Try it: Each entry must be duplicated precisely, with nothing left out.

Recorded data:
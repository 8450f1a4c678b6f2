//! Shared utility functions for repositories

/// Escape special characters in ILIKE patterns to prevent pattern injection.
///
/// ILIKE uses `%` for any sequence and `_` for single character wildcards.
/// If user input contains these characters, they must be escaped to match literally.
///
/// # Example
/// ```
/// use workforce_api::repositories::utils::escape_ilike;
///
/// assert_eq!(escape_ilike("100%"), r"100\%");
/// ```
pub fn escape_ilike(pattern: &str) -> String {
    pattern
        .replace('\\', r"\\")
        .replace('%', r"\%")
        .replace('_', r"\_")
}

/// Turn a free-text search term into a substring ILIKE pattern.
///
/// NUL characters are dropped since PostgreSQL rejects them in text values.
/// Returns `None` for an absent or whitespace-only term, meaning "no filter".
pub fn search_pattern(term: Option<&str>) -> Option<String> {
    let term = term?.replace('\0', "");
    let term = term.trim();
    if term.is_empty() {
        None
    } else {
        Some(format!("%{}%", escape_ilike(term)))
    }
}

// ============================================================================
// SQL Column Constants
//
// SELECT column lists per table. List queries alias the base table as `t`,
// so none of these columns are qualified.
// ============================================================================

/// SQL columns for user queries
pub const USER_COLUMNS: &str = r#"
    id, email, username, first_name, last_name,
    password_hash, role, created_at, updated_at
"#;

/// SQL columns for grade queries
pub const GRADE_COLUMNS: &str = r#"
    id, grade_name, grade_basic, grade_da, grade_ta,
    grade_bonus, grade_pf, created_at, updated_at
"#;

/// SQL columns for title queries
pub const TITLE_COLUMNS: &str = "id, title_name, created_at, updated_at";

/// SQL columns for course queries
pub const COURSE_COLUMNS: &str = "id, course_name, course_level, created_at, updated_at";

/// SQL columns for department queries
pub const DEPARTMENT_COLUMNS: &str = "id, department_name, pay_grade_id, created_at, updated_at";

/// SQL columns for employer queries
pub const EMPLOYER_COLUMNS: &str = r#"
    id, business_name, phone_numbers, website_link, address,
    contact_name, contact_phone_number, contact_role, user_id,
    location, industry, size, created_at, updated_at
"#;

/// SQL columns for employee queries
pub const EMPLOYEE_COLUMNS: &str = r#"
    id, status, gender, first_name, last_name, other_names,
    email, address, phone_numbers, emergency_numbers,
    date_of_birth, job_title_id, employer_id, hiring_date,
    current_salary, starting_salary, qualifications,
    completed_course_id, rate_hour, period, per_period, grade_id,
    created_at, updated_at
"#;

/// SQL columns for payroll queries
pub const PAYROLL_COLUMNS: &str = r#"
    id, period_number, employee_net_salary, employee_gross_salary,
    reimbursment_date, employee_id, grade_id, created_at, updated_at
"#;

#[cfg(test)]
mod tests {
    use super::*;

    #[test]
    fn test_escape_ilike_no_special_chars() {
        assert_eq!(escape_ilike("hello world"), "hello world");
    }

    #[test]
    fn test_escape_ilike_percent() {
        assert_eq!(escape_ilike("100% complete"), r"100\% complete");
    }

    #[test]
    fn test_escape_ilike_underscore() {
        assert_eq!(escape_ilike("first_name"), r"first\_name");
    }

    #[test]
    fn test_escape_ilike_all_special() {
        assert_eq!(escape_ilike(r"100%_\test"), r"100\%\_\\test");
    }

    #[test]
    fn test_search_pattern_trims_and_wraps() {
        assert_eq!(search_pattern(Some("  ann ")), Some("%ann%".to_string()));
    }

    #[test]
    fn test_search_pattern_blank_is_no_filter() {
        assert_eq!(search_pattern(None), None);
        assert_eq!(search_pattern(Some("")), None);
        assert_eq!(search_pattern(Some(" \t\n")), None);
    }

    #[test]
    fn test_search_pattern_drops_nul() {
        assert_eq!(search_pattern(Some("a\0b")), Some("%ab%".to_string()));
        assert_eq!(search_pattern(Some(" \0 ")), None);
    }
}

Response:
repository 8450f1a4c678b6f2
//! Shared utility functions for repositories

/// Escape special characters in ILIKE patterns to prevent pattern injection.
///
/// ILIKE uses `%` for any sequence and `_` for single character wildcards.
/// If user input contains these characters, they must be escaped to match literally.
///
/// # Example
/// ```
/// use workforce_api::repositories::utils::escape_ilike;
///
/// assert_eq!(escape_ilike("100%"), r"100\%");
/// ```
pub fn escape_ilike(pattern: &str) -> String {
    pattern
        .replace('\\', r"\\")
        .replace('%', r"\%")
        .replace('_', r"\_")
}

/// Turn a free-text search term into a substring ILIKE pattern.
///
/// NUL characters are dropped since PostgreSQL rejects them in text values.
/// Returns `None` for an absent or whitespace-only term, meaning "no filter".
pub fn search_pattern(term: Option<&str>) -> Option<String> {
    let term = term?.replace('\0', "");
    let term = term.trim();
    if term.is_empty() {
        None
    } else {
        Some(format!("%{}%", escape_ilike(term)))
    }
}

// ============================================================================
// SQL Column Constants
//
// SELECT column lists per table. List queries alias the base table as `t`,
// so none of these columns are qualified.
// ============================================================================

/// SQL columns for user queries
pub const USER_COLUMNS: &str = r#"
    id, email, username, first_name, last_name,
    password_hash, role, created_at, updated_at
"#;

/// SQL columns for grade queries
pub const GRADE_COLUMNS: &str = r#"
    id, grade_name, grade_basic, grade_da, grade_ta,
    grade_bonus, grade_pf, created_at, updated_at
"#;

/// SQL columns for title queries
pub const TITLE_COLUMNS: &str = "id, title_name, created_at, updated_at";

/// SQL columns for course queries
pub const COURSE_COLUMNS: &str = "id, course_name, course_level, created_at, updated_at";

/// SQL columns for department queries
pub const DEPARTMENT_COLUMNS: &str = "id, department_name, pay_grade_id, created_at, updated_at";

/// SQL columns for employer queries
pub const EMPLOYER_COLUMNS: &str = r#"
    id, business_name, phone_numbers, website_link, address,
    contact_name, contact_phone_number, contact_role, user_id,
    location, industry, size, created_at, updated_at
"#;

/// SQL columns for employee queries
pub const EMPLOYEE_COLUMNS: &str = r#"
    id, status, gender, first_name, last_name, other_names,
    email, address, phone_numbers, emergency_numbers,
    date_of_birth, job_title_id, employer_id, hiring_date,
    current_salary, starting_salary, qualifications,
    completed_course_id, rate_hour, period, per_period, grade_id,
    created_at, updated_at
"#;

/// SQL columns for payroll queries
pub const PAYROLL_COLUMNS: &str = r#"
    id, period_number, employee_net_salary, employee_gross_salary,
    reimbursment_date, employee_id, grade_id, created_at, updated_at
"#;

#[cfg(test)]
mod tests {
    use super::*;

    #[test]
    fn test_escape_ilike_no_special_chars() {
        assert_eq!(escape_ilike("hello world"), "hello world");
    }

    #[test]
    fn test_escape_ilike_percent() {
        assert_eq!(escape_ilike("100% complete"), r"100\% complete");
    }

    #[test]
    fn test_escape_ilike_underscore() {
        assert_eq!(escape_ilike("first_name"), r"first\_name");
    }

    #[test]
    fn test_escape_ilike_all_special() {
        assert_eq!(escape_ilike(r"100%_\test"), r"100\%\_\\test");
    }

    #[test]
    fn test_search_pattern_trims_and_wraps() {
        assert_eq!(search_pattern(Some("  ann ")), Some("%ann%".to_string()));
    }

    #[test]
    fn test_search_pattern_blank_is_no_filter() {
        assert_eq!(search_pattern(None), None);
        assert_eq!(search_pattern(Some("")), None);
        assert_eq!(search_pattern(Some(" \t\n")), None);
    }

    #[test]
    fn test_search_pattern_drops_nul() {
        assert_eq!(search_pattern(Some("a\0b")), Some("%ab%".to_string()));
        assert_eq!(search_pattern(Some(" \0 ")), None);
    }
}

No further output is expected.